use crate::config::SplitConfig;
use crate::error::SplitError;
use crate::format::{CurrencyFormat, CurrencyFormatter};
use crate::types::*;
use std::ops::RangeInclusive;
use tracing::{debug, trace};

pub type SubscriptionId = u64;

type Subscriber = Box<dyn FnMut(&BillResult)>;

/// Observable input state for the split screen
/// - Owns the only mutable copy of the `BillInput`
/// - Clamps edits so the calculator never sees an empty party
/// - Recomputes and pushes a fresh `BillResult` to subscribers on every change
pub struct SplitStore {
    input: BillInput,

    /// Tip choices offered to the user, in display order
    tip_options: Vec<TipPercentage>,

    /// Selectable party sizes; the lower bound is always at least 1
    party_sizes: RangeInclusive<PartySize>,

    formatter: Box<dyn CurrencyFormatter>,

    /// Subscribers in subscription order
    subscribers: Vec<(SubscriptionId, Subscriber)>,
    next_subscription: SubscriptionId,

    amount_focused: bool,
}

impl SplitStore {
    /// Store showing totals in the configured locale, or in
    /// `currency_code` when that locale uses another currency.
    pub fn new(config: SplitConfig) -> Self {
        let mut currency = CurrencyFormat::from_locale(&config.locale);
        if !currency.code.eq_ignore_ascii_case(&config.currency_code) {
            currency = CurrencyFormat::from_code(&config.currency_code);
        }
        Self::with_formatter(config, Box::new(currency))
    }

    pub fn with_formatter(config: SplitConfig, formatter: Box<dyn CurrencyFormatter>) -> Self {
        let min = config.min_party_size.max(1);
        let max = config.max_party_size.max(min);

        let mut input = config.initial_input();
        input.party_size = input.party_size.clamp(min, max);

        Self {
            input,
            tip_options: config.tip_options,
            party_sizes: min..=max,
            formatter,
            subscribers: Vec::new(),
            next_subscription: 1,
            amount_focused: false,
        }
    }

    pub fn input(&self) -> BillInput {
        self.input
    }

    /// Current totals, recomputed from the input on every call
    pub fn result(&self) -> Result<BillResult, SplitError> {
        self.input.result()
    }

    pub fn tip_options(&self) -> &[TipPercentage] {
        &self.tip_options
    }

    pub fn party_sizes(&self) -> RangeInclusive<PartySize> {
        self.party_sizes.clone()
    }

    /// Set the pre-tip amount. Negative or non-finite amounts become 0.
    pub fn set_check_amount(&mut self, amount: Amount) {
        let amount = if amount.is_finite() && amount > 0.0 { amount } else { 0.0 };
        if amount.to_bits() == self.input.check_amount.to_bits() {
            return;
        }
        self.input.check_amount = amount;
        self.notify();
    }

    /// Set the party size, clamped into the selectable range.
    /// Returns the size actually stored.
    pub fn set_party_size(&mut self, party_size: PartySize) -> PartySize {
        let clamped = party_size.clamp(*self.party_sizes.start(), *self.party_sizes.end());
        if clamped != party_size {
            debug!(requested = party_size, clamped, "party size clamped");
        }
        if clamped != self.input.party_size {
            self.input.party_size = clamped;
            self.notify();
        }
        clamped
    }

    /// Select one of the offered tips. Anything else is ignored.
    pub fn set_tip_percentage(&mut self, tip_percentage: TipPercentage) -> bool {
        if !self.tip_options.contains(&tip_percentage) {
            debug!(tip_percentage, "tip percentage not offered");
            return false;
        }
        if tip_percentage != self.input.tip_percentage {
            self.input.tip_percentage = tip_percentage;
            self.notify();
        }
        true
    }

    /// Register a renderer. It is called once right away with the current
    /// totals, then after every change.
    pub fn subscribe<F>(&mut self, mut callback: F) -> SubscriptionId
    where
        F: FnMut(&BillResult) + 'static,
    {
        if let Ok(result) = self.result() {
            callback(&result);
        }

        let id = self.next_subscription;
        self.next_subscription += 1;
        self.subscribers.push((id, Box::new(callback)));
        id
    }

    pub fn unsubscribe(&mut self, id: SubscriptionId) -> bool {
        let before = self.subscribers.len();
        self.subscribers.retain(|(sid, _)| *sid != id);
        self.subscribers.len() != before
    }

    pub fn formatted_grand_total(&self) -> Result<String, SplitError> {
        Ok(self.formatter.format_currency(self.result()?.grand_total))
    }

    pub fn formatted_per_person(&self) -> Result<String, SplitError> {
        Ok(self.formatter.format_currency(self.result()?.per_person))
    }

    pub fn formatter(&self) -> &dyn CurrencyFormatter {
        self.formatter.as_ref()
    }

    pub fn focus_amount(&mut self) {
        self.amount_focused = true;
    }

    /// The "Done" action: release the amount field so the keyboard goes away.
    pub fn dismiss_input(&mut self) {
        self.amount_focused = false;
    }

    pub fn is_amount_focused(&self) -> bool {
        self.amount_focused
    }

    // === Private methods ===

    fn notify(&mut self) {
        let Ok(result) = self.input.result() else {
            return;
        };

        trace!(subscribers = self.subscribers.len(), "publishing split result");
        for (_, subscriber) in self.subscribers.iter_mut() {
            subscriber(&result);
        }
    }
}

impl Default for SplitStore {
    fn default() -> Self {
        Self::new(SplitConfig::default())
    }
}

#[cfg(test)]
mod tests {
    use super::*;
    use crate::calculator;
    use std::cell::RefCell;
    use std::rc::Rc;

    fn recorder(store: &mut SplitStore) -> (SubscriptionId, Rc<RefCell<Vec<BillResult>>>) {
        let seen = Rc::new(RefCell::new(Vec::new()));
        let sink = Rc::clone(&seen);
        let id = store.subscribe(move |r| sink.borrow_mut().push(*r));
        (id, seen)
    }

    #[test]
    fn test_initial_state() {
        let store = SplitStore::default();
        assert_eq!(store.input(), BillInput::default());
        assert_eq!(store.tip_options(), &[10, 15, 20, 25, 0]);
        assert_eq!(store.party_sizes(), 2..=99);
        assert_eq!(store.result().unwrap(), BillResult { grand_total: 0.0, per_person: 0.0 });
        assert!(!store.is_amount_focused());
    }

    #[test]
    fn test_subscribe_sees_current_result() {
        let mut store = SplitStore::default();
        let (_, seen) = recorder(&mut store);
        assert_eq!(seen.borrow().len(), 1);
    }

    #[test]
    fn test_edits_recompute() {
        let mut store = SplitStore::default();
        let (_, seen) = recorder(&mut store);

        store.set_check_amount(100.0);
        store.set_party_size(4);
        assert!(store.set_tip_percentage(20));

        let seen = seen.borrow();
        assert_eq!(seen.len(), 3);
        assert_eq!(*seen.last().unwrap(), BillResult { grand_total: 120.0, per_person: 30.0 });
    }

    #[test]
    fn test_unchanged_input_does_not_notify() {
        let mut store = SplitStore::default();
        let (_, seen) = recorder(&mut store);

        store.set_check_amount(0.0);
        store.set_party_size(2);
        store.set_tip_percentage(20);

        assert_eq!(seen.borrow().len(), 1);
    }

    #[test]
    fn test_party_size_is_clamped() {
        let mut store = SplitStore::default();
        assert_eq!(store.set_party_size(0), 2);
        assert_eq!(store.set_party_size(500), 99);
        assert_eq!(store.input().party_size, 99);
    }

    #[test]
    fn test_zero_minimum_still_clamps_to_one() {
        let config = SplitConfig { min_party_size: 0, default_party_size: 0, ..Default::default() };
        let mut store = SplitStore::new(config);
        assert_eq!(store.input().party_size, 1);
        assert_eq!(store.set_party_size(0), 1);
        assert!(store.result().is_ok());
    }

    #[test]
    fn test_unknown_tip_rejected() {
        let mut store = SplitStore::default();
        assert!(!store.set_tip_percentage(18));
        assert_eq!(store.input().tip_percentage, 20);
        assert!(store.set_tip_percentage(0));
        assert_eq!(store.input().tip_percentage, 0);
    }

    #[test]
    fn test_bad_amounts_become_zero() {
        let mut store = SplitStore::default();
        store.set_check_amount(40.0);
        store.set_check_amount(-5.0);
        assert_eq!(store.input().check_amount, 0.0);
        store.set_check_amount(f64::NAN);
        assert_eq!(store.input().check_amount, 0.0);
    }

    #[test]
    fn test_unsubscribe() {
        let mut store = SplitStore::default();
        let (id, seen) = recorder(&mut store);

        assert!(store.unsubscribe(id));
        assert!(!store.unsubscribe(id));
        store.set_check_amount(10.0);

        assert_eq!(seen.borrow().len(), 1);
    }

    #[test]
    fn test_subscribers_called_in_order() {
        let mut store = SplitStore::default();
        let order = Rc::new(RefCell::new(Vec::new()));
        for tag in ["first", "second"] {
            let order = Rc::clone(&order);
            store.subscribe(move |_| order.borrow_mut().push(tag));
        }
        order.borrow_mut().clear();

        store.set_check_amount(12.0);
        assert_eq!(*order.borrow(), vec!["first", "second"]);
    }

    #[test]
    fn test_formatted_totals() {
        let mut store = SplitStore::default();
        store.set_check_amount(100.0);
        store.set_party_size(3);
        assert_eq!(store.formatted_grand_total().unwrap(), "$120.00");
        assert_eq!(store.formatted_per_person().unwrap(), "$40.00");
    }

    #[test]
    fn test_currency_code_overrides_locale() {
        let config = SplitConfig { currency_code: "EUR".into(), ..Default::default() };
        let mut store = SplitStore::new(config);
        store.set_check_amount(10.0);
        assert_eq!(store.formatter().currency_code(), "EUR");
        assert_eq!(store.formatted_grand_total().unwrap(), "12,00\u{a0}€");
    }

    struct Cents;

    impl CurrencyFormatter for Cents {
        fn currency_code(&self) -> &str {
            "XTS"
        }

        fn format_currency(&self, amount: Amount) -> String {
            format!("{}c", (amount * 100.0) as i64)
        }
    }

    #[test]
    fn test_custom_formatter() {
        let mut store = SplitStore::with_formatter(SplitConfig::default(), Box::new(Cents));
        store.set_check_amount(50.0);
        store.set_tip_percentage(0);
        assert_eq!(store.formatter().currency_code(), "XTS");
        assert_eq!(store.formatted_grand_total().unwrap(), "5000c");
        assert_eq!(store.formatted_per_person().unwrap(), "2500c");
    }

    #[test]
    fn test_display_leaves_result_unchanged() {
        let expected = calculator::compute(100.0, 3, 15).unwrap();

        let mut store = SplitStore::default();
        store.set_check_amount(100.0);
        store.set_party_size(3);
        store.set_tip_percentage(15);
        assert_eq!(store.formatted_grand_total().unwrap(), "$115.00");
        assert_eq!(store.formatted_per_person().unwrap(), "$38.33");

        let after = store.result().unwrap();
        assert_eq!(after.grand_total.to_bits(), expected.grand_total.to_bits());
        assert_eq!(after.per_person.to_bits(), expected.per_person.to_bits());
        assert_eq!(store.input(), BillInput::new(100.0, 3, 15));
    }

    #[test]
    fn test_done_dismisses_focus() {
        let mut store = SplitStore::default();
        store.focus_amount();
        assert!(store.is_amount_focused());
        store.dismiss_input();
        assert!(!store.is_amount_focused());
    }
}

◇ ◇ ◇ ◇ ◇ ◇ ◇

# ACTION ITEM
Show the lines of the records above that mention "debug".

# RESULT BELOW
use tracing::{debug, trace};
            debug!(requested = party_size, clamped, "party size clamped");
            debug!(tip_percentage, "tip percentage not offered");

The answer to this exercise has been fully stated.